(Dataset records)
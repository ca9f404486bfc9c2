//! Read-side lookups over a user's code snapshots on a task.
//!
//! Only records carrying a `codeState` take part. Errors are handed to the
//! caller as-is; nothing here retries.

use actionlog_core::model::EpochMs;
use actionlog_core::{ActionFilter, ActionRecord, Sort, StoreError};
use thiserror::Error;

use crate::supervisor::Supervisor;

#[derive(Debug, Clone, PartialEq, Eq, Error)]
pub enum LookupError {
    #[error("No database connection")]
    Unavailable,
    #[error(transparent)]
    Store(#[from] StoreError),
}

impl Supervisor {
    /// Earliest snapshot of `user_id` on `task_id`.
    pub async fn get_first(
        &self,
        task_id: &str,
        user_id: &str,
    ) -> Result<Option<ActionRecord>, LookupError> {
        self.lookup(ActionFilter::snapshots(task_id, user_id), Sort::TimestampAsc)
            .await
    }

    /// Latest snapshot of `user_id` on `task_id`.
    pub async fn get_last(
        &self,
        task_id: &str,
        user_id: &str,
    ) -> Result<Option<ActionRecord>, LookupError> {
        self.lookup(ActionFilter::snapshots(task_id, user_id), Sort::TimestampDesc)
            .await
    }

    /// First snapshot strictly after `timestamp`.
    pub async fn get_next(
        &self,
        task_id: &str,
        user_id: &str,
        timestamp: EpochMs,
    ) -> Result<Option<ActionRecord>, LookupError> {
        let filter = ActionFilter::snapshots(task_id, user_id).after(timestamp);
        self.lookup(filter, Sort::TimestampAsc).await
    }

    /// Last snapshot strictly before `timestamp`.
    pub async fn get_previous(
        &self,
        task_id: &str,
        user_id: &str,
        timestamp: EpochMs,
    ) -> Result<Option<ActionRecord>, LookupError> {
        let filter = ActionFilter::snapshots(task_id, user_id).before(timestamp);
        self.lookup(filter, Sort::TimestampDesc).await
    }

    async fn lookup(
        &self,
        filter: ActionFilter,
        sort: Sort,
    ) -> Result<Option<ActionRecord>, LookupError> {
        if !self.connection_ready() {
            return Err(LookupError::Unavailable);
        }
        Ok(self.timed(self.store().find_one(&filter, sort)).await?)
    }
}
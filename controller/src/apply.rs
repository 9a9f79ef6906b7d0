//! Apply converges produced objects onto the live cluster.
//!
//! Convergence is create-or-replace rather than update: the payload shape is
//! user-controlled and may change immutable fields, so a drifted object is
//! validated with a dry-run create, deleted, and recreated by the next
//! event-driven sync.

use kube::{
    ResourceExt,
    api::{Api, DeleteParams, DynamicObject, PostParams},
};
use tracing::{debug, info, instrument};

use crate::{Error, LAST_APPLIED_ANNOTATION, Result};

/// FIELD_MANAGER is the manager recorded on created objects.
const FIELD_MANAGER: &str = "controller";

/// Apply converges one produced object through the resolved API.
///
/// An in-sync object (equal fingerprints) results in no writes at all.
#[instrument(skip(api, desired), fields(name = %desired.name_any()))]
pub async fn apply(
    api: &Api<DynamicObject>,
    desired: &DynamicObject,
    controller_name: &str,
) -> Result<()> {
    let name = desired.name_any();

    let existing = api.get_opt(&name).await?;
    let Some(existing) = existing else {
        let params = PostParams {
            dry_run: false,
            field_manager: Some(FIELD_MANAGER.into()),
        };
        api.create(&params, desired).await.map_err(|source| {
            Error::Apply {
                name: name.clone(),
                source,
            }
        })?;
        info!("created object");
        return Ok(());
    };

    if fingerprint(&existing) == fingerprint(desired) {
        debug!("object already up to date");
        return Ok(());
    }

    // Dry-run validates the replacement before the existing object goes away.
    let dry_run = PostParams {
        dry_run: true,
        field_manager: Some(controller_name.to_string()),
    };
    api.create(&dry_run, desired)
        .await
        .map_err(|source| Error::Validation {
            name: name.clone(),
            source,
        })?;

    api.delete(&name, &DeleteParams::default())
        .await
        .map_err(|source| Error::Apply {
            name: name.clone(),
            source,
        })?;
    info!("replaced object; recreation follows on the next sync");
    Ok(())
}

/// Fingerprint reads the applied-configuration annotation off an object.
fn fingerprint(object: &DynamicObject) -> Option<&str> {
    object
        .annotations()
        .get(LAST_APPLIED_ANNOTATION.as_str())
        .map(String::as_str)
}
//! Http serves the introspection surface: `/readyz`, `/healthz`, and
//! Prometheus `/metrics`, all on one listener.

use std::{
    net::SocketAddr,
    sync::{
        Arc,
        atomic::{AtomicBool, Ordering},
    },
};

use axum::{Router, extract::State, http::StatusCode, routing::get};
use metrics_exporter_prometheus::{PrometheusBuilder, PrometheusHandle};
use tokio::net::TcpListener;
use tokio_util::sync::CancellationToken;
use tracing::info;

use crate::{Error, HealthSignal, Result};

/// Introspection owns the health flags and the installed metrics recorder.
#[derive(Clone)]
pub struct Introspection {
    state: Arc<ServerState>,
}

struct ServerState {
    ready: AtomicBool,
    healthy: AtomicBool,
    prometheus: PrometheusHandle,
}

impl Introspection {
    /// New installs the process-wide Prometheus recorder and prepares the
    /// server state. Both flags start false.
    pub fn new() -> Result<Self> {
        let prometheus = PrometheusBuilder::new()
            .install_recorder()
            .map_err(|err| Error::Config(format!("prometheus recorder: {err}")))?;
        Ok(Self {
            state: Arc::new(ServerState {
                ready: AtomicBool::new(false),
                healthy: AtomicBool::new(false),
                prometheus,
            }),
        })
    }

    /// Update_readyz returns the callback flipping the readiness flag.
    pub fn update_readyz(&self) -> HealthSignal {
        let state = self.state.clone();
        Arc::new(move |up| state.ready.store(up, Ordering::SeqCst))
    }

    /// Update_healthz returns the callback flipping the liveness flag.
    pub fn update_healthz(&self) -> HealthSignal {
        let state = self.state.clone();
        Arc::new(move |up| state.healthy.store(up, Ordering::SeqCst))
    }

    /// Serve answers on `addr` until the token is cancelled.
    pub async fn serve(self, addr: SocketAddr, cancel: CancellationToken) -> Result<()> {
        let app = Router::new()
            .route("/readyz", get(readyz))
            .route("/healthz", get(healthz))
            .route("/metrics", get(metrics))
            .with_state(self.state);
        let listener = TcpListener::bind(addr).await?;
        info!(%addr, "started introspection server");
        axum::serve(listener, app)
            .with_graceful_shutdown(cancel.cancelled_owned())
            .await?;
        Ok(())
    }
}

async fn readyz(State(state): State<Arc<ServerState>>) -> (StatusCode, &'static str) {
    if state.ready.load(Ordering::SeqCst) {
        (StatusCode::OK, "ok")
    } else {
        (StatusCode::SERVICE_UNAVAILABLE, "Not Ready!")
    }
}

async fn healthz(State(state): State<Arc<ServerState>>) -> (StatusCode, &'static str) {
    if state.healthy.load(Ordering::SeqCst) {
        (StatusCode::OK, "ok")
    } else {
        (StatusCode::SERVICE_UNAVAILABLE, "Not Healthy!")
    }
}

async fn metrics(State(state): State<Arc<ServerState>>) -> String {
    state.prometheus.render()
}
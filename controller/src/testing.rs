//! Extras that only show up during tests.
#![allow(missing_docs)]

use http::{Request, Response, StatusCode};
use kube::client::{Body, Client};
use serde_json::json;

pub use test_log::test;

/// ApiServerHandle is the mock side of a [`Client`] built by [`mock_client`].
pub type ApiServerHandle = tower_test::mock::Handle<Request<Body>, Response<Body>>;

/// Mock_client pairs a kube [`Client`] with the handle tests drive it from.
pub fn mock_client() -> (Client, ApiServerHandle) {
    let (mock_service, handle) = tower_test::mock::pair::<Request<Body>, Response<Body>>();
    (Client::new(mock_service, "default"), handle)
}

/// Serve_one answers the next request with whatever `respond` builds and
/// returns the request for assertions.
///
/// NB: if the code under test makes more calls than the scenario serves, it
/// typically sees a `KubeError(Service(Closed(())))` once the handle drops.
pub async fn serve_one<F>(handle: &mut ApiServerHandle, respond: F) -> Request<Body>
where
    F: FnOnce(&Request<Body>) -> Response<Body>,
{
    let (request, send) = handle.next_request().await.expect("service not called");
    let response = respond(&request);
    send.send_response(response);
    request
}

/// Json_response wraps a serializable body with the given status.
pub fn json_response<T: serde::Serialize>(status: StatusCode, body: &T) -> Response<Body> {
    Response::builder()
        .status(status)
        .header("content-type", "application/json")
        .body(Body::from(
            serde_json::to_vec(body).expect("serialize response"),
        ))
        .expect("build response")
}

/// Not_found is the Status document the API server returns for a missing
/// object.
pub fn not_found(name: &str) -> Response<Body> {
    json_response(
        StatusCode::NOT_FOUND,
        &json!({
            "kind": "Status",
            "apiVersion": "v1",
            "metadata": {},
            "status": "Failure",
            "message": format!("{name} not found"),
            "reason": "NotFound",
            "code": 404,
        }),
    )
}

/// Invalid is the Status document for a rejected (dry-run) create.
pub fn invalid(name: &str) -> Response<Body> {
    json_response(
        StatusCode::UNPROCESSABLE_ENTITY,
        &json!({
            "kind": "Status",
            "apiVersion": "v1",
            "metadata": {},
            "status": "Failure",
            "message": format!("{name} is invalid"),
            "reason": "Invalid",
            "code": 422,
        }),
    )
}

/// Timeout_after_1s bounds a scenario task so a missing API call fails the
/// test instead of hanging it.
pub async fn timeout_after_1s(handle: tokio::task::JoinHandle<()>) {
    tokio::time::timeout(std::time::Duration::from_secs(1), handle)
        .await
        .expect("timeout on mock apiserver")
        .expect("scenario succeeded");
}

/// Pods_resource is the built-in core/v1 pods endpoint.
pub fn pods_resource() -> kube::discovery::ApiResource {
    kube::discovery::ApiResource {
        group: String::new(),
        version: "v1".into(),
        api_version: "v1".into(),
        kind: "Pod".into(),
        plural: "pods".into(),
    }
}
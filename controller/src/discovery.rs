//! Discovery maps resource-kind strings to the API endpoints serving them.

use std::{collections::HashMap, sync::Mutex};

use kube::{
    Client, Discovery,
    discovery::{ApiCapabilities, ApiResource},
};
use tracing::trace;

use crate::{Error, Result};

/// Resolver turns a resource kind (`Pod`) or plural name (`pods`) into the
/// concrete endpoint serving it, sweeping cluster discovery on a miss.
///
/// Hits are cached for the process lifetime; correctness does not depend on
/// the cache.
pub struct Resolver {
    client: Client,
    cache: Mutex<HashMap<String, (ApiResource, ApiCapabilities)>>,
}

impl Resolver {
    /// New creates a resolver backed by `client`.
    pub fn new(client: Client) -> Self {
        Self {
            client,
            cache: Mutex::new(HashMap::new()),
        }
    }

    /// Resolve returns the resource whose kind or plural name equals
    /// `resource`, compared case-insensitively.
    pub async fn resolve(&self, resource: &str) -> Result<(ApiResource, ApiCapabilities)> {
        let wanted = resource.to_ascii_lowercase();
        {
            let cache = self.cache.lock().expect("resolver cache poisoned");
            if let Some(found) = cache.get(&wanted) {
                return Ok(found.clone());
            }
        }

        let discovery = Discovery::new(self.client.clone()).run().await?;
        for group in discovery.groups() {
            for version in group.versions() {
                for (ar, caps) in group.versioned_resources(version) {
                    if serves(&ar, &wanted) {
                        trace!(
                            resource,
                            group = ar.group,
                            version = ar.version,
                            plural = ar.plural,
                            "resolved resource"
                        );
                        self.cache
                            .lock()
                            .expect("resolver cache poisoned")
                            .insert(wanted, (ar.clone(), caps.clone()));
                        return Ok((ar, caps));
                    }
                }
            }
        }
        Err(Error::Discovery(resource.to_string()))
    }

    #[cfg(test)]
    pub(crate) fn with_cached(
        client: Client,
        entries: impl IntoIterator<Item = (String, (ApiResource, ApiCapabilities))>,
    ) -> Self {
        Self {
            client,
            cache: Mutex::new(entries.into_iter().collect()),
        }
    }
}

/// Serves reports whether `ar` answers for the lower-cased `wanted` name.
fn serves(ar: &ApiResource, wanted: &str) -> bool {
    ar.kind.eq_ignore_ascii_case(wanted) || ar.plural.eq_ignore_ascii_case(wanted)
}
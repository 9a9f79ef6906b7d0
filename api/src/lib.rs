#![warn(rustdoc::missing_crate_level_docs)]
#![warn(missing_docs)]
//! Api contains the versions of the kubeforge CRDs.

pub mod v1;

/// GROUP is the kubernetes API group.
pub static GROUP: &str = "kubeforge.sh";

**AIM OF THE EXERCISE**
Which lines in the data above contain "existing"? Show each one.

**COMPLETED EXERCISE**
    let existing = api.get_opt(&name).await?;
    let Some(existing) = existing else {
    if fingerprint(&existing) == fingerprint(desired) {
    // Dry-run validates the replacement before the existing object goes away.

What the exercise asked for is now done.